Жене вспомнилось, как они с Шаней перешли «на ты», когда поближе познакомились и сдружились. То было в самую жаркую пору лета, в межень, как говорят у нас. День был ясный, тихий, знойный.
Шаниных родителей не было дома. Шаня тихонько принесла в сад вино. Они забрались в баньку, которая стояла в глухом уголке сада: нельзя нести вино в парк — далеко, а в баньке никто не увидит. Жене ясно вспомнились его тогдашние жуткие и томные впечатления: полусветлая банька с открытыми окнами, куда вливался из сада жаркий, душистый воздух сквозь ветви кустов, тесно лепившихся у стен… бревенчатые стены, скамейки по стенам, вся странная для беседы обстановка места, где обыкновенно только моются… сладкое и крепкое вино… тишина, уединение… птичий писк по кустам и далекое жужжанье пчел… Шанин нежный полушепот… ее быстрое, теплое дыхание и аромат вина… отуманенные взоры… взволнованная кровь и ярко зардевшиеся щеки… жаркие руки; блуждающие… вздрагивающие прикосновения… ласковые Шанины улыбки… долгие, смущенные поцелуи… И за стеною смеются миллионы тихих и звонких голосов и шелестов, слышится задорный птичий писк по кустам, далекое жужжание пчел…
Женя размечтался. Сладко и томно стало ему.
— Барин, чай пить пожалуйте, — услышал он за собою голос горничной.
Женя посмотрел на смазливую девушку.
— Гости пришли, — сказала она.
— Ах, милая, ты сегодня преинтересная, — скучающим голосом проговорил Женя и лениво провел рукою по ее плечу.
Она лукаво усмехнулась.
IV
Женя сошел вниз. Его охватили привычные, бодрящие впечатления: свет ламп, красиво отраженный на обоях, на красивых одеждах и лицах дам и барышень; тихое позвякивание чайной посуды и еле различаемый аромат душистого чая, смешанный с тонким благоуханием модных духов; оживленный, но негромкий разговор, приправленный и забавной сплетней, и легким злословием по адресу отсутствующих; приветливые улыбки и любезные слова.
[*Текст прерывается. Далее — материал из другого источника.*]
#![deny(
    unsafe_code,
    missing_docs,
    dead_code,
    unused_results,
    non_snake_case,
    unreachable_pub
)]

//! The tick orchestrator: advances the whole world by one turn.
//!
//! Characters act sequentially in row-major order over the positions they
//! occupied when the tick began. Each character observes the roster as
//! already modified by the characters before it, so no two characters ever
//! contend for the same cell within a tick.

use std::collections::HashSet;

use shamble_core::{Action, Area, BoundingBox, Character, CharacterId, Point, Tracer, Vector};
use shamble_system_decision::{decide, DecisionError};
use shamble_world::{Barriers, Roster, RosterError};
use thiserror::Error;

/// Failures while advancing the world by one tick.
#[derive(Clone, Copy, Debug, Error, PartialEq, Eq)]
pub enum TickError {
    /// A chosen action violated a roster invariant when applied.
    #[error(transparent)]
    Roster(#[from] RosterError),
    /// A character could not choose an action at all.
    #[error(transparent)]
    Decision(#[from] DecisionError),
    /// An attack targeted a vacant cell.
    #[error("attack on vacant position {0}")]
    InvalidAttack(Point),
}

/// Advances the roster by one tick, giving every character one action.
///
/// The returned roster shares unchanged partition subtrees with the input
/// one. A `"tick"` span brackets the whole turn and a `"character_action"`
/// span brackets each character's decision and its application, tagged with
/// the actor's life state.
pub fn advance(
    roster: &Roster,
    barriers: &Barriers,
    tracer: &mut dyn Tracer,
) -> Result<Roster, TickError> {
    tracer.open_span("tick", &[]);
    let result = advance_characters(roster, barriers, tracer);
    tracer.close_span();
    result
}

fn advance_characters(
    roster: &Roster,
    barriers: &Barriers,
    tracer: &mut dyn Tracer,
) -> Result<Roster, TickError> {
    let mut starting_points: Vec<Point> =
        roster.positions().map(|(point, _)| point).collect();
    starting_points.sort();

    let mut current = roster.clone();
    let mut acted: HashSet<CharacterId> = HashSet::new();

    for point in starting_points {
        // The occupant may have moved away, been felled, or already acted.
        let Some(character) = current.character_at(point).copied() else {
            continue;
        };
        if !acted.insert(character.id()) {
            continue;
        }

        tracer.open_span("character_action", &[("life_state", character.kind().name())]);
        let result = act(&current, barriers, point, &character);
        tracer.close_span();
        current = result?;
    }

    Ok(current)
}

fn act(
    roster: &Roster,
    barriers: &Barriers,
    position: Point,
    character: &Character,
) -> Result<Roster, TickError> {
    let limits = roster.area().from_origin(position);
    let obstacles = barrier_obstacles(barriers, position);
    let action = decide(character, roster.viewpoint(position), limits, &obstacles)?;

    match action {
        Action::ChangeState { state } => {
            Ok(roster.change_character(position, |actor| actor.with_state(state))?)
        }
        Action::Attack { target } => {
            let victim_position = position + target;
            if roster.character_at(victim_position).is_none() {
                return Err(TickError::InvalidAttack(victim_position));
            }
            Ok(roster.change_character(victim_position, |victim| victim.attacked())?)
        }
        Action::Move { vector } => {
            if vector.is_zero() {
                Ok(roster.clone())
            } else {
                Ok(roster.move_character(position, position + vector)?)
            }
        }
    }
}

/// Barrier cells near `position`, as displacements from it.
///
/// Covers the widest movement range any state has, so the decision engine
/// sees every barrier it could possibly path into.
fn barrier_obstacles(barriers: &Barriers, position: Point) -> HashSet<Vector> {
    let reach = BoundingBox::range(2);
    let nearby = Area::new(position + reach.lower(), position + reach.upper());
    barriers
        .occupied_points_in(&nearby)
        .into_iter()
        .map(|point| point - position)
        .collect()
}
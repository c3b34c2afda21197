use memhier_core::Root;
use memhier_core::common::EngineError;
use memhier_core::sim::{ExitEvent, SimulationEngine};
use mockall::mock;

mock! {
    pub Engine {}
    impl SimulationEngine for Engine {
        fn instantiate(&mut self, root: &Root) -> Result<(), EngineError>;
        fn simulate(&mut self) -> Result<ExitEvent, EngineError>;
    }
}
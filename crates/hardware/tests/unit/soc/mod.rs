/// Hierarchy builder: topology, policies, overrides, and L3 wiring.
pub mod builder;
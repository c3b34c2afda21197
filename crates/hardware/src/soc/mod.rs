//! System-level components of the memory hierarchy.
//!
//! This module organizes the objects that surround the caches: the port netlist, crossbars,
//! memory controller, clock domain, and the builder that assembles them into a `Root`.

/// Hierarchy builder and the assembled `Root` / `System`.
pub mod builder;

/// Clock and voltage domains.
pub mod clock;

/// Crossbar interconnect stages.
pub mod interconnect;

/// Memory controller and address ranges.
pub mod memory;

/// Port declarations, bindings, and dangling-port validation.
pub mod ports;

pub use builder::{HierarchyBuilder, Root, System};
//! Error types for hierarchy assembly.
//!
//! This module defines every failure the assembly path can report. It provides:
//! 1. **`ConfigError`:** Invalid or conflicting parameters, rejected before wiring begins.
//! 2. **`WiringError`:** Port-graph violations (unknown, double-bound, or dangling ports).
//! 3. **`WorkloadError`:** Problems with the workload executable, detected by an engine.
//! 4. **`EngineError`:** Failures reported by the simulation driver.
//! 5. **`HierarchyError`:** Union of the configuration and wiring errors returned by the builder.
//!
//! None of these are retried; the hierarchy either assembles completely or the run does not start.

use std::path::PathBuf;

use thiserror::Error;

use crate::core::CpuKind;
use crate::config::MemMode;
use crate::soc::ports::PortId;

use super::units::MemorySize;

/// An invalid or conflicting configuration value.
#[derive(Debug, Error)]
pub enum ConfigError {
    /// A size, frequency, or voltage token could not be parsed.
    #[error("invalid {kind} '{input}': {reason}")]
    InvalidQuantity {
        /// Which quantity was being parsed.
        kind: &'static str,
        /// The rejected token.
        input: String,
        /// Why it was rejected.
        reason: &'static str,
    },

    /// A cache parameter that must be positive was zero.
    #[error("{level}: {field} must be positive, got {value}")]
    InvalidCacheParameter {
        /// Name of the cache level.
        level: String,
        /// Name of the offending field.
        field: &'static str,
        /// The rejected value.
        value: u64,
    },

    /// A cache is too small to hold a single set.
    #[error("{level}: capacity {size} cannot hold one set of {assoc} x {line_size}-byte lines")]
    CapacityTooSmall {
        /// Name of the cache level.
        level: String,
        /// Configured capacity.
        size: MemorySize,
        /// Configured associativity.
        assoc: u32,
        /// System cache line size in bytes.
        line_size: u32,
    },

    /// The system cache line size is zero or not a power of two.
    #[error("cache_line_size must be a positive power of two, got {0}")]
    InvalidLineSize(u32),

    /// Overrides were given for a cache level that is not enabled.
    #[error("{0} settings were given but {0} is not enabled")]
    LevelNotEnabled(&'static str),

    /// The memory range has no bytes.
    #[error("memory range must be non-empty")]
    EmptyMemoryRange,

    /// More than one replacement policy flag was set.
    #[error("conflicting replacement policies selected: {}", .0.join(", "))]
    ConflictingPolicies(Vec<&'static str>),

    /// More than one benchmark flag was set.
    #[error("conflicting benchmarks selected: {}", .0.join(", "))]
    ConflictingBenchmarks(Vec<&'static str>),

    /// The CPU model cannot run in the configured memory mode.
    #[error("{cpu} requires memory mode '{required}', but the system uses '{configured}'")]
    MemModeMismatch {
        /// Requested CPU model.
        cpu: CpuKind,
        /// Mode that model needs.
        required: MemMode,
        /// Mode in the configuration.
        configured: MemMode,
    },

    /// A named variant (CPU kind, policy, benchmark) was not recognised.
    #[error("unknown {kind} '{input}'")]
    UnknownVariant {
        /// Which enumeration was being parsed.
        kind: &'static str,
        /// The rejected name.
        input: String,
    },

    /// A workload was bound to a CPU that already has one.
    #[error("a workload is already bound to {0}")]
    WorkloadAlreadyBound(String),

    /// The configuration file could not be read.
    #[error("failed to read config file '{}'", path.display())]
    Io {
        /// File that failed to open.
        path: PathBuf,
        /// Underlying I/O error.
        #[source]
        source: std::io::Error,
    },

    /// The configuration file is not valid JSON for `HierarchyConfig`.
    #[error("malformed config: {0}")]
    Json(#[from] serde_json::Error),
}

/// A violation of the port-graph invariants.
#[derive(Debug, Clone, PartialEq, Eq, Error)]
pub enum WiringError {
    /// A port was used without being declared by its owner.
    #[error("port {0} was never declared")]
    UndeclaredPort(PortId),

    /// The same port was declared twice.
    #[error("port {0} is declared more than once")]
    DuplicatePort(PortId),

    /// A scalar port already has a peer.
    #[error("port {port} is already bound to {peer}")]
    AlreadyBound {
        /// The port being connected again.
        port: PortId,
        /// Its existing peer.
        peer: PortId,
    },

    /// The two sides of a connection do not have complementary roles.
    #[error("cannot connect {request} to {response}: {reason}")]
    RoleMismatch {
        /// Side expected to issue requests.
        request: PortId,
        /// Side expected to accept requests.
        response: PortId,
        /// What was wrong.
        reason: &'static str,
    },

    /// A port was left without a peer after assembly.
    #[error("port {0} is left unconnected")]
    Unconnected(PortId),
}

/// A problem with the workload executable.
#[derive(Debug, Error)]
pub enum WorkloadError {
    /// The executable does not exist.
    #[error("workload executable '{}' does not exist", .0.display())]
    MissingExecutable(PathBuf),

    /// The path exists but is not a regular file.
    #[error("workload executable '{}' is not a regular file", .0.display())]
    NotAFile(PathBuf),

    /// Reading the executable's metadata failed for a reason other than absence.
    #[error("cannot access workload executable '{}'", path.display())]
    Inaccessible {
        /// Path of the executable.
        path: PathBuf,
        /// Underlying I/O error.
        #[source]
        source: std::io::Error,
    },
}

/// A failure reported while driving the simulation.
#[derive(Debug, Error)]
pub enum EngineError {
    /// The root was handed over without a workload on its CPU.
    #[error("no workload is bound to {0}")]
    NoWorkload(String),

    /// The engine rejected the workload at startup.
    #[error("fatal startup failure: {0}")]
    Workload(#[from] WorkloadError),

    /// Any other engine-side failure.
    #[error("simulation engine failed: {0}")]
    Engine(String),
}

/// Error returned by `HierarchyBuilder::build`.
#[derive(Debug, Error)]
pub enum HierarchyError {
    /// Rejected before wiring began.
    #[error(transparent)]
    Config(#[from] ConfigError),

    /// The port graph is inconsistent.
    #[error(transparent)]
    Wiring(#[from] WiringError),
}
Приятно было сознавать, что здесь собралось все-таки «лучшее» общество Сарыни.
Здесь были: уездный предводитель дворянства Ваулин, из отставных военных, господин очень вежливый, нарумяненный, затянутый в корсет, от которого его стан казался деревянным; его дочь, девушка лет шестнадцати, со скучающим, бледным лицом, которое казалось немного припухлым; директор гимназии Кошурин, длинный и веселый господин, недавно переведенный сюда из Петербурга и забавлявший дам не очень свежими столичными анекдотами да рассказами про любовь по Библии; его сын Павел, гимназист седьмого класса, румяный и красивый мальчик, плотный, упитанный, выхоленный, хотя уже с некоторою раннею блеклостью кожи под глазами, большими, но несколько тусклыми; седой полковник; тучный судебный следователь и еще несколько офицеров, девиц и дам.
Павел Кошурин что-то доказывал в кругу молодых людей и барышень. Женя подошел к ним.
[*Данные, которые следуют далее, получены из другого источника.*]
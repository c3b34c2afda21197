//! CPU Descriptor and Initialization.
//!
//! This module defines the `Cpu` object the hierarchy hangs off. It coordinates the following:
//! 1. **Model Selection:** Which microarchitecture the engine instantiates and the memory mode it needs.
//! 2. **Private Caches:** The L1 instruction and data caches and the CPU ports that feed them.
//! 3. **Interrupts:** The interrupt controller whose ports the engine wires into the platform.
//! 4. **Workload:** The bound program and the thread contexts materialized for it.

/// Interrupt controller descriptor.
pub mod interrupts;

use std::fmt;
use std::str::FromStr;

use serde::{Deserialize, Serialize};
use tracing::debug;

pub use self::interrupts::InterruptController;
use crate::cache::{Cache, CacheLevelSpec};
use crate::common::{ConfigError, WiringError};
use crate::config::MemMode;
use crate::sim::workload::WorkloadSpec;
use crate::soc::ports::{Netlist, PortKind, PortRef, PortRole};

/// Path of the CPU object in the assembled system.
pub const CPU_PATH: &str = "system.cpu";

/// CPU microarchitecture model.
#[derive(Debug, Clone, Copy, PartialEq, Eq, Default, Serialize, Deserialize)]
pub enum CpuKind {
    /// Out-of-order superscalar core.
    #[default]
    #[serde(rename = "DerivO3CPU", alias = "o3")]
    DerivO3,
    /// Simple in-order core with timing memory accesses.
    #[serde(rename = "TimingSimpleCPU", alias = "timing")]
    TimingSimple,
    /// In-order pipelined core.
    #[serde(rename = "MinorCPU", alias = "minor")]
    Minor,
    /// Functional core with atomic memory accesses.
    #[serde(rename = "AtomicSimpleCPU", alias = "atomic")]
    AtomicSimple,
}

impl CpuKind {
    /// Every model.
    pub const ALL: [Self; 4] = [Self::DerivO3, Self::TimingSimple, Self::Minor, Self::AtomicSimple];

    /// Class name of the model.
    pub const fn class_name(self) -> &'static str {
        match self {
            Self::DerivO3 => "DerivO3CPU",
            Self::TimingSimple => "TimingSimpleCPU",
            Self::Minor => "MinorCPU",
            Self::AtomicSimple => "AtomicSimpleCPU",
        }
    }

    /// Short alias accepted on the command line.
    pub const fn short_name(self) -> &'static str {
        match self {
            Self::DerivO3 => "o3",
            Self::TimingSimple => "timing",
            Self::Minor => "minor",
            Self::AtomicSimple => "atomic",
        }
    }

    /// Memory mode the model must run in.
    pub const fn required_mem_mode(self) -> MemMode {
        match self {
            Self::AtomicSimple => MemMode::Atomic,
            Self::DerivO3 | Self::TimingSimple | Self::Minor => MemMode::Timing,
        }
    }
}

impl fmt::Display for CpuKind {
    fn fmt(&self, f: &mut fmt::Formatter<'_>) -> fmt::Result {
        f.write_str(self.class_name())
    }
}

impl FromStr for CpuKind {
    type Err = ConfigError;

    fn from_str(s: &str) -> Result<Self, Self::Err> {
        Self::ALL
            .into_iter()
            .find(|k| k.class_name().eq_ignore_ascii_case(s) || k.short_name().eq_ignore_ascii_case(s))
            .ok_or_else(|| ConfigError::UnknownVariant {
                kind: "CPU model",
                input: s.to_owned(),
            })
    }
}

/// One hardware thread running the bound workload.
#[derive(Debug, Clone, PartialEq, Eq, Serialize)]
pub struct ThreadContext {
    /// Thread index on the CPU.
    pub thread_id: usize,
    /// Command line the thread starts with.
    pub argv: Vec<String>,
    /// Instruction budget for this thread, if bounded.
    pub max_insts: Option<u64>,
}

/// The CPU and the objects it owns.
#[derive(Debug, Clone, Serialize)]
pub struct Cpu {
    /// Dotted path (`system.cpu`).
    pub path: String,
    /// Microarchitecture model.
    pub kind: CpuKind,
    /// Private L1 instruction cache.
    pub icache: Cache,
    /// Private L1 data cache.
    pub dcache: Cache,
    /// Instruction fetch request port.
    pub icache_port: PortRef,
    /// Load/store request port.
    pub dcache_port: PortRef,
    /// Interrupt controllers, one per thread group.
    pub interrupts: Vec<InterruptController>,
    /// Bound workload.
    pub workload: Option<WorkloadSpec>,
    /// Thread contexts; empty until `create_threads` runs.
    pub threads: Vec<ThreadContext>,
    /// Stop once any thread commits this many instructions.
    pub max_insts_any_thread: Option<u64>,
}

impl Cpu {
    /// Instantiates the CPU and its L1 caches and declares the CPU-side cache ports.
    pub fn new(
        kind: CpuKind,
        l1i: CacheLevelSpec,
        l1d: CacheLevelSpec,
        max_insts_any_thread: Option<u64>,
        netlist: &mut Netlist,
    ) -> Result<Self, WiringError> {
        let icache_port = netlist.declare(CPU_PATH, "icache_port", PortRole::Request, PortKind::Scalar)?;
        let dcache_port = netlist.declare(CPU_PATH, "dcache_port", PortRole::Request, PortKind::Scalar)?;
        let icache = Cache::new(l1i, netlist)?;
        let dcache = Cache::new(l1d, netlist)?;
        debug!(cpu = %kind, "instantiated CPU");
        Ok(Self {
            path: CPU_PATH.to_owned(),
            kind,
            icache,
            dcache,
            icache_port,
            dcache_port,
            interrupts: Vec::new(),
            workload: None,
            threads: Vec::new(),
            max_insts_any_thread,
        })
    }

    /// Binds the instruction and data ports to their L1 caches' `cpu_side`.
    pub fn connect_l1_caches(&self, netlist: &mut Netlist) -> Result<(), WiringError> {
        let _ = netlist.connect(&self.icache_port, &self.icache.cpu_side)?;
        let _ = netlist.connect(&self.dcache_port, &self.dcache.cpu_side)?;
        Ok(())
    }

    /// Creates the interrupt controller.
    ///
    /// Its ports are declared deferred: the simulation engine wires them into the platform's
    /// interrupt fabric.
    pub fn create_interrupt_controller(&mut self, netlist: &mut Netlist) -> Result<(), WiringError> {
        let controller = InterruptController::new(&self.path, self.interrupts.len(), netlist)?;
        self.interrupts.push(controller);
        Ok(())
    }

    /// Both L1 caches, instruction first.
    pub const fn l1_caches(&self) -> [&Cache; 2] {
        [&self.icache, &self.dcache]
    }

    /// Both L1 caches, mutably.
    pub const fn l1_caches_mut(&mut self) -> [&mut Cache; 2] {
        [&mut self.icache, &mut self.dcache]
    }

    /// Attaches the program this CPU runs. A CPU runs exactly one workload.
    pub fn set_workload(&mut self, workload: WorkloadSpec) -> Result<(), ConfigError> {
        if self.workload.is_some() {
            return Err(ConfigError::WorkloadAlreadyBound(self.path.clone()));
        }
        self.workload = Some(workload);
        Ok(())
    }

    /// Materializes one thread context per bound workload.
    pub fn create_threads(&mut self) {
        self.threads = self
            .workload
            .iter()
            .enumerate()
            .map(|(thread_id, workload)| ThreadContext {
                thread_id,
                argv: workload.cmd(),
                max_insts: self.max_insts_any_thread,
            })
            .collect();
        debug!(cpu = %self.path, threads = self.threads.len(), "created threads");
    }
}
— Все это так условно, — говорил Кошурин слегка дребезжащим, не установившимся голосом переходного возраста, — нравственность, долг: что у нас нравственно, то в другом месте или в другое время безнравственно, и наоборот. А потому мы нисколько не обязаны следовать тому, что кто-нибудь считает нравственным или хорошим.
— Конечно, — подтвердил Женя.
— Надо стоять выше буржуазной морали, — пискнул молоденький офицерик с румяным и красивым лицом.
— Позвольте, — вмешался седой полковник, вслушавшись с своего места, — вот я вас спрошу, — если вам представился случай украсть, вы бы ведь не украли?
— Разумеется, не украл бы, — ответил Женя, пожимая плечами.
— Ну, вот видите, значит, не все так условно…
— Но позвольте, — горячо возразил Кошурин, — ведь я и каждый из нас почему не украли бы? Вовсе не потому, что считаем это безнравственным. Не воруем, в сущности, мы только потому, что боимся, как бы нас не поймали.
— Нет, извините, — возразил полковник слегка обидчивым тоном, — это не о всех можно сказать.
— Или потому не воруем, — пояснил Женя, — что боимся того, что нельзя будет воспользоваться краденым, а риск велик. Воруют только дураки, и почти всегда попадаются, а умный человек не пойдет красть, но вовсе не потому, что это безнравственно.
— А почему?
— Да потому только, что это невыгодно.
— Ну, нет-с, позвольте не согласиться. Вы это изволите рассуждать так, вам нравится, может быть, смелые слова произносить, — а я из своего жизненного опыта могу вас уверить: есть люди, которые не воруют именно только потому, что гнушаются такой низостью.
В других местах тоже прислушивались к спору, и слова полковника вызвали сочувственные отклики.
— Вдруг бы мы пошли воровать! можно ли это себе представить! — восклицала Софья Яковлевна.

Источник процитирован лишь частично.